Stored data entries
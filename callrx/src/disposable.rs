//! Cooperative cancellation handle shared by one subscription.

use std::fmt;
use std::sync::atomic::{AtomicBool, Ordering};
use std::sync::{Arc, Mutex, MutexGuard, PoisonError};
use std::task::Waker;

use futures::task::AtomicWaker;

type Hook = Box<dyn FnOnce() + Send + 'static>;

/// Cancellation handle for a single subscription.
///
/// Disposing flips a flag that every stage checks before emitting, runs the
/// registered dispose hooks (the bridge registers one that cancels the
/// underlying call) and wakes the consumer so it observes the end of the
/// stream. Disposing twice is a no-op.
///
/// Clones share the same state.
#[derive(Clone, Default)]
pub struct Disposable {
    inner: Arc<Inner>,
}

#[derive(Default)]
struct Inner {
    disposed: AtomicBool,
    hooks: Mutex<Vec<Hook>>,
    waker: AtomicWaker,
}

impl Inner {
    fn hooks(&self) -> MutexGuard<'_, Vec<Hook>> {
        self.hooks.lock().unwrap_or_else(PoisonError::into_inner)
    }
}

impl Disposable {
    /// Create a handle that is not yet disposed.
    pub fn new() -> Self {
        Self::default()
    }

    /// Dispose the subscription.
    pub fn dispose(&self) {
        if self.inner.disposed.swap(true, Ordering::AcqRel) {
            return;
        }

        #[cfg(feature = "tracing")]
        tracing::debug!("subscription disposed");

        let hooks = std::mem::take(&mut *self.inner.hooks());
        for hook in hooks {
            hook();
        }
        self.inner.waker.wake();
    }

    /// Returns true once [`dispose`](Self::dispose) has been called.
    pub fn is_disposed(&self) -> bool {
        self.inner.disposed.load(Ordering::Acquire)
    }

    /// Run `hook` when the subscription is disposed.
    ///
    /// If the subscription is already disposed the hook runs immediately.
    pub(crate) fn on_dispose<F>(&self, hook: F)
    where
        F: FnOnce() + Send + 'static,
    {
        {
            let mut hooks = self.inner.hooks();
            if !self.is_disposed() {
                hooks.push(Box::new(hook));
                return;
            }
        }
        hook();
    }

    /// Register the consumer's waker to be woken on dispose.
    pub(crate) fn register(&self, waker: &Waker) {
        self.inner.waker.register(waker);
    }
}

impl fmt::Debug for Disposable {
    fn fmt(&self, f: &mut fmt::Formatter<'_>) -> fmt::Result {
        f.debug_struct("Disposable")
            .field("disposed", &self.is_disposed())
            .finish_non_exhaustive()
    }
}
//! Projections of the bridge's response stream.
//!
//! - [`BodyStream`]: unwrap bodies, turning unsuccessful responses into
//!   stream errors
//! - [`ResultStream`]: wrap every outcome into a [`CallResult`] value and
//!   never fail with an HTTP or transport error
//!
//! [`CallResult`]: callrx_core::CallResult

mod body;
mod result;

pub use body::BodyStream;
pub use result::ResultStream;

> **Task to carry out**: Show the lines where the word "BodyStream" appears in the entries.

> **Task output**:
//! - [`BodyStream`]: unwrap bodies, turning unsuccessful responses into
pub use body::BodyStream;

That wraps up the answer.